Tuesday, 8 March 2016

Giraffes

'Don't pull that face, if the wind changes direction you'll stay like that.' 
My mother was not superstitious but would happily engage any tool at her disposal for a colourful admonishment.  I didn't believe the threat, but the saying reflects the widely held notion that the environment can mould nature.  The idea that giraffes developed long necks as a result of their parents stretching to reach leaves on high branches was advocated by Lamarck who preceded Darwin.  Experiments have established that this is not how evolution works.  The impact of the environment is restricted to favouring or disadvantaging mutations which have arisen at random, not generating them in the first place.

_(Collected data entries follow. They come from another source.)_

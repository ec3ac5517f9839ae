//! CLI command implementations
//!
//! Commands are organized by domain:
//! - `mood` - Mood logging and history
//! - `journal` - Journal entries
//! - `insights` - Derived insights, stats, suggestions, context
//! - `chat` - Companion conversation and backend test
//! - `profile` - Profile view/update
//! - `content` - Stories, pathways, activities
//! - `reminders` - Check-in reminders
//! - `serve` - Web server command

pub mod chat;
pub mod content;
pub mod insights;
pub mod journal;
pub mod mood;
pub mod profile;
pub mod reminders;
pub mod serve;

// Re-export command functions for main.rs
pub use chat::*;
pub use content::*;
pub use insights::*;
pub use journal::*;
pub use mood::*;
pub use profile::*;
pub use reminders::*;
pub use serve::*;

use std::fs;
use std::path::Path;

use anyhow::{Context, Result};

use aasha_core::HistoryStore;

/// Load the snapshot file, or start fresh if it doesn't exist yet
pub fn load_store(path: &Path) -> Result<HistoryStore> {
    if !path.exists() {
        return Ok(HistoryStore::new());
    }
    let raw = fs::read_to_string(path)
        .with_context(|| format!("Failed to read snapshot {}", path.display()))?;
    let store = serde_json::from_str(&raw)
        .with_context(|| format!("Snapshot {} is not valid JSON", path.display()))?;
    Ok(store)
}

/// Write the snapshot file
pub fn save_store(path: &Path, store: &HistoryStore) -> Result<()> {
    let raw = serde_json::to_string_pretty(store)?;
    fs::write(path, raw)
        .with_context(|| format!("Failed to write snapshot {}", path.display()))?;
    Ok(())
}

/// Truncate a string for table display
pub fn truncate(s: &str, max: usize) -> String {
    if s.chars().count() <= max {
        s.to_string()
    } else {
        let cut: String = s.chars().take(max.saturating_sub(1)).collect();
        format!("{}…", cut)
    }
}
//! Journal command implementations

use std::path::Path;

use anyhow::{anyhow, bail, Result};

use aasha_core::models::Mood;

use super::{load_store, save_store, truncate};

pub fn cmd_journal_add(
    data_path: &Path,
    text: &str,
    mood: Option<&str>,
    tags: Vec<String>,
) -> Result<()> {
    if text.trim().is_empty() {
        bail!("Journal text must not be empty");
    }

    let mood = mood
        .map(|m| {
            m.parse::<Mood>()
                .map_err(|e: String| anyhow!("{} (expected happy, content, neutral, sad, or stressed)", e))
        })
        .transpose()?;
    let tags = if tags.is_empty() { None } else { Some(tags) };

    let mut store = load_store(data_path)?;
    let entry_date = store.add_journal(text, mood, tags).date;
    save_store(data_path, &store)?;

    println!();
    println!("📝 Entry saved ({})", entry_date.format("%Y-%m-%d %H:%M UTC"));
    println!("   Entries so far: {}", store.journal().len());
    Ok(())
}

pub fn cmd_journal_list(data_path: &Path) -> Result<()> {
    let store = load_store(data_path)?;

    println!();
    if store.journal().is_empty() {
        println!("No journal entries yet. Try: aasha journal add \"Today I...\"");
        return Ok(());
    }

    println!("📖 Journal ({} entries)", store.journal().len());
    println!("   ─────────────────────────────────────────────────────────────");
    for entry in store.journal() {
        let mood = entry
            .mood
            .map(|m| format!(" {}", m.emoji()))
            .unwrap_or_default();
        println!(
            "   {}{}  {}",
            entry.date.format("%Y-%m-%d %H:%M"),
            mood,
            truncate(&entry.text, 60)
        );
        if let Some(tags) = &entry.tags {
            println!("              #{}", tags.join(" #"));
        }
    }
    Ok(())
}
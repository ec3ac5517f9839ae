//! Journal handlers

use std::sync::Arc;

use axum::{extract::State, Json};
use serde::Deserialize;

use aasha_core::models::{JournalEntry, Mood};

use super::{read_store, write_store};
use crate::{AppError, AppState};

/// Request body for appending a journal entry
#[derive(Debug, Deserialize)]
pub struct AddJournalRequest {
    pub text: String,
    pub mood: Option<Mood>,
    pub tags: Option<Vec<String>>,
}

/// GET /api/journal - All journal entries, oldest first
pub async fn list_journal(
    State(state): State<Arc<AppState>>,
) -> Result<Json<Vec<JournalEntry>>, AppError> {
    let store = read_store(&state)?;
    Ok(Json(store.journal().to_vec()))
}

/// POST /api/journal - Append an entry (entries are immutable once created)
pub async fn add_journal_entry(
    State(state): State<Arc<AppState>>,
    Json(body): Json<AddJournalRequest>,
) -> Result<Json<JournalEntry>, AppError> {
    if body.text.trim().is_empty() {
        return Err(AppError::bad_request("Journal text must not be empty"));
    }

    let mut store = write_store(&state)?;
    let entry = store.add_journal(body.text, body.mood, body.tags);
    Ok(Json(entry))
}
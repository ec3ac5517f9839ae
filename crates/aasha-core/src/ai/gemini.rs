//! Gemini backend implementation
//!
//! HTTP client for the Google Generative Language API. The conversation
//! history is re-sent with every call; the context summary rides along in
//! the system instruction rather than the message stream.

use async_trait::async_trait;
use reqwest::Client;
use serde::{Deserialize, Serialize};
use tracing::debug;

use crate::error::{Error, Result};
use crate::models::{ChatMessage, ChatRole};

use super::{instruction_with_context, CompanionBackend};

const DEFAULT_HOST: &str = "https://generativelanguage.googleapis.com";
const DEFAULT_MODEL: &str = "gemini-2.5-flash";

/// Companion backend talking to the Generative Language API
#[derive(Clone)]
pub struct GeminiBackend {
    http_client: Client,
    base_url: String,
    api_key: String,
    model: String,
}

impl GeminiBackend {
    /// Create a new Gemini backend
    pub fn new(api_key: &str, model: &str) -> Self {
        Self::with_host(DEFAULT_HOST, api_key, model)
    }

    /// Create with a custom host (for tests against a local stub)
    pub fn with_host(base_url: &str, api_key: &str, model: &str) -> Self {
        Self {
            http_client: Client::new(),
            base_url: base_url.trim_end_matches('/').to_string(),
            api_key: api_key.to_string(),
            model: model.to_string(),
        }
    }

    /// Create from environment variables
    pub fn from_env() -> Option<Self> {
        let api_key = std::env::var("GEMINI_API_KEY").ok()?;
        let model =
            std::env::var("GEMINI_MODEL").unwrap_or_else(|_| DEFAULT_MODEL.to_string());
        Some(Self::new(&api_key, &model))
    }
}

/// Request body for generateContent
#[derive(Debug, Serialize)]
struct GenerateRequest {
    system_instruction: SystemInstruction,
    contents: Vec<Content>,
}

#[derive(Debug, Serialize)]
struct SystemInstruction {
    parts: Vec<Part>,
}

#[derive(Debug, Serialize, Deserialize)]
struct Content {
    role: String,
    parts: Vec<Part>,
}

#[derive(Debug, Serialize, Deserialize)]
struct Part {
    text: String,
}

/// Response body from generateContent
#[derive(Debug, Deserialize)]
struct GenerateResponse {
    #[serde(default)]
    candidates: Vec<Candidate>,
}

#[derive(Debug, Deserialize)]
struct Candidate {
    content: CandidateContent,
}

#[derive(Debug, Deserialize)]
struct CandidateContent {
    #[serde(default)]
    parts: Vec<Part>,
}

fn role_str(role: ChatRole) -> &'static str {
    match role {
        ChatRole::User => "user",
        ChatRole::Model => "model",
    }
}

#[async_trait]
impl CompanionBackend for GeminiBackend {
    async fn reply(
        &self,
        message: &str,
        history: &[ChatMessage],
        context: Option<&str>,
    ) -> Result<String> {
        let mut contents: Vec<Content> = history
            .iter()
            .map(|msg| Content {
                role: role_str(msg.role).to_string(),
                parts: vec![Part {
                    text: msg.text.clone(),
                }],
            })
            .collect();
        contents.push(Content {
            role: "user".to_string(),
            parts: vec![Part {
                text: message.to_string(),
            }],
        });

        let request = GenerateRequest {
            system_instruction: SystemInstruction {
                parts: vec![Part {
                    text: instruction_with_context(context),
                }],
            },
            contents,
        };

        let response = self
            .http_client
            .post(format!(
                "{}/v1beta/models/{}:generateContent",
                self.base_url, self.model
            ))
            .header("x-goog-api-key", &self.api_key)
            .json(&request)
            .send()
            .await?;

        let response = response.error_for_status()?;

        let body: GenerateResponse = response.json().await?;
        debug!(candidates = body.candidates.len(), "Gemini response received");

        body.candidates
            .into_iter()
            .next()
            .and_then(|c| c.content.parts.into_iter().next())
            .map(|p| p.text)
            .ok_or_else(|| Error::Companion("Empty response from Gemini".to_string()))
    }

    async fn health_check(&self) -> bool {
        self.http_client
            .get(format!("{}/v1beta/models/{}", self.base_url, self.model))
            .header("x-goog-api-key", &self.api_key)
            .send()
            .await
            .map(|r| r.status().is_success())
            .unwrap_or(false)
    }

    fn model(&self) -> &str {
        &self.model
    }

    fn host(&self) -> &str {
        &self.base_url
    }
}

#[cfg(test)]
mod tests {
    use super::*;

    #[test]
    fn test_backend_construction() {
        let backend = GeminiBackend::new("test-key", "gemini-2.5-flash");
        assert_eq!(backend.model(), "gemini-2.5-flash");
        assert_eq!(backend.host(), DEFAULT_HOST);
    }

    #[test]
    fn test_with_host_trims_trailing_slash() {
        let backend = GeminiBackend::with_host("http://localhost:9999/", "k", "m");
        assert_eq!(backend.host(), "http://localhost:9999");
    }

    #[test]
    fn test_request_serialization_shape() {
        let request = GenerateRequest {
            system_instruction: SystemInstruction {
                parts: vec![Part {
                    text: "persona".to_string(),
                }],
            },
            contents: vec![Content {
                role: "user".to_string(),
                parts: vec![Part {
                    text: "hello".to_string(),
                }],
            }],
        };
        let json = serde_json::to_value(&request).unwrap();
        assert_eq!(json["contents"][0]["role"], "user");
        assert_eq!(json["system_instruction"]["parts"][0]["text"], "persona");
    }
}
//! Chat companion handler

use std::sync::Arc;

use axum::{extract::State, Json};
use serde::{Deserialize, Serialize};
use tracing::warn;

use aasha_core::ai::{CompanionBackend, FALLBACK_REPLY};
use aasha_core::derive_context_summary;
use aasha_core::models::ChatMessage;

use super::read_store;
use crate::{AppError, AppState};

/// Request body for a chat turn
#[derive(Debug, Deserialize)]
pub struct ChatRequest {
    pub message: String,
    /// Ordered prior conversation, oldest first
    #[serde(default)]
    pub history: Vec<ChatMessage>,
    /// Whether to ground the reply in recent mood/journal context
    #[serde(default = "default_true")]
    pub include_context: bool,
}

fn default_true() -> bool {
    true
}

/// Response body for a chat turn
#[derive(Debug, Serialize)]
pub struct ChatResponse {
    pub reply: String,
}

/// POST /api/chat - One companion turn
///
/// The context summary is built synchronously under the read lock, which
/// is released before the backend call is awaited. Backend failures map to
/// the companion's fallback line rather than an error status; 503 is
/// reserved for "no backend configured".
pub async fn chat(
    State(state): State<Arc<AppState>>,
    Json(body): Json<ChatRequest>,
) -> Result<Json<ChatResponse>, AppError> {
    if body.message.trim().is_empty() {
        return Err(AppError::bad_request("Message must not be empty"));
    }

    let companion = state
        .companion
        .as_ref()
        .ok_or_else(|| AppError::unavailable("Companion backend not configured"))?;

    let context = if body.include_context {
        let store = read_store(&state)?;
        Some(derive_context_summary(
            store.moods(),
            store.journal(),
            Some(store.profile()),
        ))
    } else {
        None
    };

    let reply = match companion
        .reply(&body.message, &body.history, context.as_deref())
        .await
    {
        Ok(text) => text,
        Err(e) => {
            warn!(error = %e, "Companion reply failed, returning fallback");
            FALLBACK_REPLY.to_string()
        }
    };

    Ok(Json(ChatResponse { reply }))
}
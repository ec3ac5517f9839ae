//! Reminder handlers

use std::sync::Arc;

use axum::{
    extract::{Path, State},
    Json,
};
use serde::Deserialize;

use aasha_core::models::Reminder;

use super::{read_store, write_store};
use crate::{AppError, AppState};

/// Request body for creating a reminder
#[derive(Debug, Deserialize)]
pub struct AddReminderRequest {
    pub label: String,
    /// Local wall-clock time as "HH:MM"
    pub time: String,
}

/// GET /api/reminders
pub async fn list_reminders(
    State(state): State<Arc<AppState>>,
) -> Result<Json<Vec<Reminder>>, AppError> {
    let store = read_store(&state)?;
    Ok(Json(store.reminders().to_vec()))
}

/// POST /api/reminders
pub async fn add_reminder(
    State(state): State<Arc<AppState>>,
    Json(body): Json<AddReminderRequest>,
) -> Result<Json<Reminder>, AppError> {
    if body.label.trim().is_empty() {
        return Err(AppError::bad_request("Reminder label must not be empty"));
    }

    let mut store = write_store(&state)?;
    let reminder = store.add_reminder(body.label, body.time);
    Ok(Json(reminder))
}

/// POST /api/reminders/:id/toggle - Flip the enabled flag
pub async fn toggle_reminder(
    State(state): State<Arc<AppState>>,
    Path(id): Path<String>,
) -> Result<Json<Reminder>, AppError> {
    let mut store = write_store(&state)?;
    let reminder = store
        .toggle_reminder(&id)
        .map_err(|_| AppError::not_found("Reminder not found"))?
        .clone();
    Ok(Json(reminder))
}
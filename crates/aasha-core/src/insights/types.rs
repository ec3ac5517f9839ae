//! Core types for the insight engine

use serde::{Deserialize, Serialize};
use std::fmt;
use std::str::FromStr;

/// Category of a derived insight statement
#[derive(Debug, Clone, Copy, PartialEq, Eq, Hash, Serialize, Deserialize)]
#[serde(rename_all = "snake_case")]
pub enum InsightKind {
    /// Something recurring in recent moods or journal themes
    Pattern,
    /// A habit or quality worth reinforcing
    Strength,
    /// A concrete next step to try
    Suggestion,
}

impl InsightKind {
    pub fn as_str(&self) -> &'static str {
        match self {
            InsightKind::Pattern => "pattern",
            InsightKind::Strength => "strength",
            InsightKind::Suggestion => "suggestion",
        }
    }
}

impl fmt::Display for InsightKind {
    fn fmt(&self, f: &mut fmt::Formatter<'_>) -> fmt::Result {
        write!(f, "{}", self.as_str())
    }
}

impl FromStr for InsightKind {
    type Err = String;

    fn from_str(s: &str) -> Result<Self, Self::Err> {
        match s {
            "pattern" => Ok(InsightKind::Pattern),
            "strength" => Ok(InsightKind::Strength),
            "suggestion" => Ok(InsightKind::Suggestion),
            _ => Err(format!("Unknown insight kind: {}", s)),
        }
    }
}

/// A derived, categorized observation about recent history
///
/// Statements are recomputed from the current history on every request
/// and never stored.
#[derive(Debug, Clone, PartialEq, Eq, Serialize, Deserialize)]
pub struct InsightStatement {
    pub kind: InsightKind,
    pub title: String,
    pub text: String,
}

impl InsightStatement {
    pub fn new(kind: InsightKind, title: impl Into<String>, text: impl Into<String>) -> Self {
        Self {
            kind,
            title: title.into(),
            text: text.into(),
        }
    }
}

/// Derived usage statistics
///
/// All values are linear proxies computed from the two input histories,
/// not measured telemetry.
#[derive(Debug, Clone, Copy, PartialEq, Eq, Serialize, Deserialize)]
pub struct DerivedStats {
    /// Rough estimate of time spent in the app, in minutes
    pub estimated_engagement_minutes: u64,
    /// Estimated count of self-care actions taken (floored at 2)
    pub action_count: u32,
    /// Work-keyword occurrences across all journal text
    pub work_mention_count: usize,
}
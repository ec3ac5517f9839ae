//! Derived-view command implementations (insights, stats, suggest, context)

use std::path::Path;

use anyhow::Result;

use aasha_core::insights::{derive_insights, derive_stats};
use aasha_core::suggestions::derive_suggestion_chips;
use aasha_core::{derive_context_summary, InsightKind};

use super::load_store;

fn kind_icon(kind: InsightKind) -> &'static str {
    match kind {
        InsightKind::Pattern => "🔎",
        InsightKind::Strength => "💪",
        InsightKind::Suggestion => "💡",
    }
}

pub fn cmd_insights(data_path: &Path) -> Result<()> {
    let store = load_store(data_path)?;
    let insights = derive_insights(store.moods(), store.journal());

    println!();
    println!("✨ Recent insights");
    println!("   ─────────────────────────────────────────────────────────────");
    for insight in insights {
        println!("   {} {} — {}", kind_icon(insight.kind), insight.title, insight.kind);
        println!("      {}", insight.text);
    }
    Ok(())
}

pub fn cmd_stats(data_path: &Path) -> Result<()> {
    let store = load_store(data_path)?;
    let stats = derive_stats(store.moods(), store.journal());

    let hours = stats.estimated_engagement_minutes / 60;
    let minutes = stats.estimated_engagement_minutes % 60;

    println!();
    println!("📊 Your numbers (estimates, not telemetry)");
    println!("   ─────────────────────────────────────────");
    println!("   Engagement: {}h {}m", hours, minutes);
    println!("   Self-care actions: {}", stats.action_count);
    println!("   Work mentions in journal: {}", stats.work_mention_count);
    Ok(())
}

pub fn cmd_suggest(data_path: &Path) -> Result<()> {
    let store = load_store(data_path)?;
    let chips = derive_suggestion_chips(store.moods(), store.journal());

    println!();
    println!("💬 Ways to start a conversation");
    println!("   ─────────────────────────────");
    for chip in chips {
        println!("   • {}", chip);
    }
    Ok(())
}

pub fn cmd_context(data_path: &Path) -> Result<()> {
    let store = load_store(data_path)?;
    let summary = derive_context_summary(store.moods(), store.journal(), Some(store.profile()));

    println!();
    println!("{}", summary);
    Ok(())
}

In the 1930s, the Soviet agronomist Lysenko increased wheat yields by exposing seeds to high humidity and low temperature.  Crucially he claimed that this treatment would also improve the plants' descendants; in other words, that acquired characteristics could be inherited, just as Lamarck had suggested.  His work appealed to the communist party who were desperate to maximise grain production.  Eventually his theories were the only ones permitted.  All over the eastern bloc and in China Lysenkoism became the orthodoxy; geneticists who challenged it were silenced, imprisoned or executed.  But Lysenko's experimental data were faked and by the 1960s his ideas had been largely discredited.  As a biochemistry undergraduate in the 1970s, I was taught that the notion that the environment could influence genetics was preposterous. 

In a strange reversal, modern molecular biology has shown that DNA can indeed be modified by environmental factors.  So although you can't change the genes you're born with, those genes can be altered.  These modifications don't affect the content of the DNA, they simply change the way in which the information is expressed, for example causing some sections to be ignored.  It's a bit like clicking the 'save for later' option at the Amazon checkout: the request is still there but dormant so the delivery centre knows not to act upon it.  Even more significantly, in some cases, the changes wrought by the environment can be passed to offspring; the study of this phenomenon is the infant science of epigenetics.  A project which has been tracking a group of families since the early 1990s has shown that children of mothers who smoked in pregnancy carry DNA markers associated with their mothers' habit.

The implications are immense.  People know that their lifestyles can impact their own health and choose whether sacrificing a pleasure is justified by the benefits.  Dame Sally Davies apparently considers the increased cancer risk every time she fancies a glass of wine.  But such decisions might play out differently if the result is known to impact yet to be conceived children.  Possibly the progeny of feckless parents whose lifestyle has resulted in suboptimal DNA might seek redress in the Courts.  Perhaps couples will elect to have their families sooner so they can commence a life of debauchery without damaging their children's DNA, or maybe they will simply freeze their pristine eggs and sperm for later procreation.